**Your task**. Lines from the beginning of the data below through the one containing "session, before scoring." are to be printed exactly as they appear.

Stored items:

use serde::{Deserialize, Serialize};
use thiserror::Error;

use crate::model::question::{QuestionError, TestQuestion};

/// Seconds on the clock when an exam starts (45 minutes).
pub const EXAM_DURATION_SECS: u32 = 45 * 60;

#[derive(Debug, Error, Clone, PartialEq, Eq)]
#[non_exhaustive]
pub enum SessionError {
    #[error("no questions available for this test")]
    Empty,

    #[error("session is not in progress")]
    NotInProgress,

    #[error(transparent)]
    Question(#[from] QuestionError),
}

/// How a test run is taken. Practice has no time pressure; the exam starts
/// with a 45-minute countdown.
#[derive(Debug, Clone, Copy, PartialEq, Eq, Serialize, Deserialize)]
#[serde(rename_all = "lowercase")]
pub enum TestMode {
    Practice,
    Exam,
}

#[derive(Debug, Clone, Copy, PartialEq, Eq, Serialize, Deserialize)]
#[serde(rename_all = "kebab-case")]
pub enum SessionStatus {
    NotStarted,
    InProgress,
    Completed,
}

/// Raw correctness of a finished session, before scoring.
#[derive(Debug, Clone, Copy, PartialEq, Eq)]
pub struct SessionResult {
    pub correct: usize,
    pub total: usize,
}

/// In-memory test run for one learner.
///
/// Lives only as long as the taking flow; a page reload or unmount discards
/// it. Only the derived protocol record survives. `Completed` is terminal:
/// another attempt means building a brand-new session via `start`.
#[derive(Debug, Clone, PartialEq, Eq)]
pub struct TestSession {
    mode: TestMode,
    questions: Vec<TestQuestion>,
    current: usize,
    time_remaining_secs: u32,
    status: SessionStatus,
}

impl TestSession {
    /// Starts a session over the given question set.
    ///
    /// Any answers left on the questions from an earlier run are cleared, the
    /// pointer moves to the first question, and the exam countdown is armed
    /// when `mode` is `Exam`.
    ///
    /// # Errors
    ///
    /// Returns `SessionError::Empty` if no questions are provided.
    pub fn start(mode: TestMode, mut questions: Vec<TestQuestion>) -> Result<Self, SessionError> {
        if questions.is_empty() {
            return Err(SessionError::Empty);
        }
        for question in &mut questions {
            question.clear_user_answer();
        }

        Ok(Self {
            mode,
            questions,
            current: 0,
            time_remaining_secs: match mode {
                TestMode::Exam => EXAM_DURATION_SECS,
                TestMode::Practice => 0,
            },
            status: SessionStatus::InProgress,
        })
    }

    #[must_use]
    pub fn mode(&self) -> TestMode {
        self.mode
    }

    #[must_use]
    pub fn status(&self) -> SessionStatus {
        self.status
    }

    #[must_use]
    pub fn questions(&self) -> &[TestQuestion] {
        &self.questions
    }

    #[must_use]
    pub fn current_index(&self) -> usize {
        self.current
    }

    #[must_use]
    pub fn current_question(&self) -> &TestQuestion {
        &self.questions[self.current]
    }

    #[must_use]
    pub fn time_remaining_secs(&self) -> u32 {
        self.time_remaining_secs
    }

    /// Number of questions with a recorded answer.
    #[must_use]
    pub fn answered_count(&self) -> usize {
        self.questions
            .iter()
            .filter(|q| q.user_answer().is_some())
            .count()
    }

    #[must_use]
    pub fn is_complete(&self) -> bool {
        self.status == SessionStatus::Completed
    }

    /// Records an answer on the current question without advancing.
    ///
    /// Overwrites any earlier answer on the same question.
    ///
    /// # Errors
    ///
    /// Returns `SessionError::NotInProgress` outside an active run, or a
    /// `QuestionError` for an option index out of range.
    pub fn answer(&mut self, option_index: usize) -> Result<(), SessionError> {
        if self.status != SessionStatus::InProgress {
            return Err(SessionError::NotInProgress);
        }
        self.questions[self.current].set_user_answer(option_index)?;
        Ok(())
    }

    /// Moves to the next question. No-op at the last question.
    pub fn next(&mut self) {
        if self.current + 1 < self.questions.len() {
            self.current += 1;
        }
    }

    /// Moves to the previous question. No-op at the first question.
    pub fn prev(&mut self) {
        self.current = self.current.saturating_sub(1);
    }

    /// Counts down the exam clock, saturating at zero.
    ///
    /// Returns the remaining seconds. Whether to force `finish` on expiry is
    /// the caller's policy.
    pub fn tick(&mut self, elapsed_secs: u32) -> u32 {
        if self.status == SessionStatus::InProgress {
            self.time_remaining_secs = self.time_remaining_secs.saturating_sub(elapsed_secs);
        }
        self.time_remaining_secs
    }

    /// True when an exam clock has run out mid-session.
    #[must_use]
    pub fn time_expired(&self) -> bool {
        self.mode == TestMode::Exam
            && self.status == SessionStatus::InProgress
            && self.time_remaining_secs == 0
    }

    /// Ends the run and counts correct answers; unanswered questions count as
    /// incorrect. The session becomes `Completed`, which is terminal.
    ///
    /// # Errors
    ///
    /// Returns `SessionError::NotInProgress` when called before `start` took
    /// effect or after the session already completed.
    pub fn finish(&mut self) -> Result<SessionResult, SessionError> {
        if self.status != SessionStatus::InProgress {
            return Err(SessionError::NotInProgress);
        }
        self.status = SessionStatus::Completed;

        Ok(SessionResult {
            correct: self.questions.iter().filter(|q| q.is_correct()).count(),
            total: self.questions.len(),
        })
    }
}

//
// ─── TESTS ─────────────────────────────────────────────────────────────────────
//

#[cfg(test)]
mod tests {
    use super::*;
    use crate::model::QuestionId;

    fn build_questions(n: usize) -> Vec<TestQuestion> {
        (0..n)
            .map(|i| {
                TestQuestion::new(
                    QuestionId::new(format!("{}", i + 1)),
                    format!("Q{}", i + 1),
                    vec!["a".into(), "b".into(), "c".into()],
                    0,
                )
                .unwrap()
            })
            .collect()
    }

    #[test]
    fn empty_question_set_is_rejected() {
        let err = TestSession::start(TestMode::Practice, Vec::new()).unwrap_err();
        assert!(matches!(err, SessionError::Empty));
    }

    #[test]
    fn exam_arms_the_countdown_practice_does_not() {
        let exam = TestSession::start(TestMode::Exam, build_questions(2)).unwrap();
        assert_eq!(exam.time_remaining_secs(), 2700);

        let practice = TestSession::start(TestMode::Practice, build_questions(2)).unwrap();
        assert_eq!(practice.time_remaining_secs(), 0);
    }

    #[test]
    fn start_clears_stale_answers() {
        let mut questions = build_questions(2);
        questions[0].set_user_answer(1).unwrap();

        let session = TestSession::start(TestMode::Practice, questions).unwrap();
        assert_eq!(session.answered_count(), 0);
    }

    #[test]
    fn navigation_clamps_at_boundaries() {
        let mut session = TestSession::start(TestMode::Practice, build_questions(2)).unwrap();
        session.prev();
        assert_eq!(session.current_index(), 0);
        session.next();
        session.next();
        session.next();
        assert_eq!(session.current_index(), 1);
    }

    #[test]
    fn answer_does_not_advance_and_is_overwritable() {
        let mut session = TestSession::start(TestMode::Practice, build_questions(2)).unwrap();
        session.answer(1).unwrap();
        assert_eq!(session.current_index(), 0);
        session.answer(0).unwrap();
        assert_eq!(session.current_question().user_answer(), Some(0));
    }

    #[test]
    fn finish_counts_unanswered_as_incorrect() {
        let mut session = TestSession::start(TestMode::Practice, build_questions(3)).unwrap();
        session.answer(0).unwrap(); // correct
        session.next();
        session.answer(2).unwrap(); // incorrect
        // third question left unanswered

        let result = session.finish().unwrap();
        assert_eq!(result.correct, 1);
        assert_eq!(result.total, 3);
    }

    #[test]
    fn finish_is_rejected_when_already_completed() {
        let mut session = TestSession::start(TestMode::Practice, build_questions(1)).unwrap();
        session.finish().unwrap();
        let err = session.finish().unwrap_err();
        assert!(matches!(err, SessionError::NotInProgress));
    }

    #[test]
    fn answer_after_finish_is_rejected() {
        let mut session = TestSession::start(TestMode::Practice, build_questions(1)).unwrap();
        session.finish().unwrap();
        let err = session.answer(0).unwrap_err();
        assert!(matches!(err, SessionError::NotInProgress));
    }

    #[test]
    fn tick_saturates_and_reports_expiry() {
        let mut session = TestSession::start(TestMode::Exam, build_questions(1)).unwrap();
        assert_eq!(session.tick(2_699), 1);
        assert!(!session.time_expired());
        assert_eq!(session.tick(10), 0);
        assert!(session.time_expired());
    }
}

**Your solution**.
use serde::{Deserialize, Serialize};
use thiserror::Error;

use crate::model::question::{QuestionError, TestQuestion};

/// Seconds on the clock when an exam starts (45 minutes).
pub const EXAM_DURATION_SECS: u32 = 45 * 60;

#[derive(Debug, Error, Clone, PartialEq, Eq)]
#[non_exhaustive]
pub enum SessionError {
    #[error("no questions available for this test")]
    Empty,

    #[error("session is not in progress")]
    NotInProgress,

    #[error(transparent)]
    Question(#[from] QuestionError),
}

/// How a test run is taken. Practice has no time pressure; the exam starts
/// with a 45-minute countdown.
#[derive(Debug, Clone, Copy, PartialEq, Eq, Serialize, Deserialize)]
#[serde(rename_all = "lowercase")]
pub enum TestMode {
    Practice,
    Exam,
}

#[derive(Debug, Clone, Copy, PartialEq, Eq, Serialize, Deserialize)]
#[serde(rename_all = "kebab-case")]
pub enum SessionStatus {
    NotStarted,
    InProgress,
    Completed,
}

/// Raw correctness of a finished session, before scoring.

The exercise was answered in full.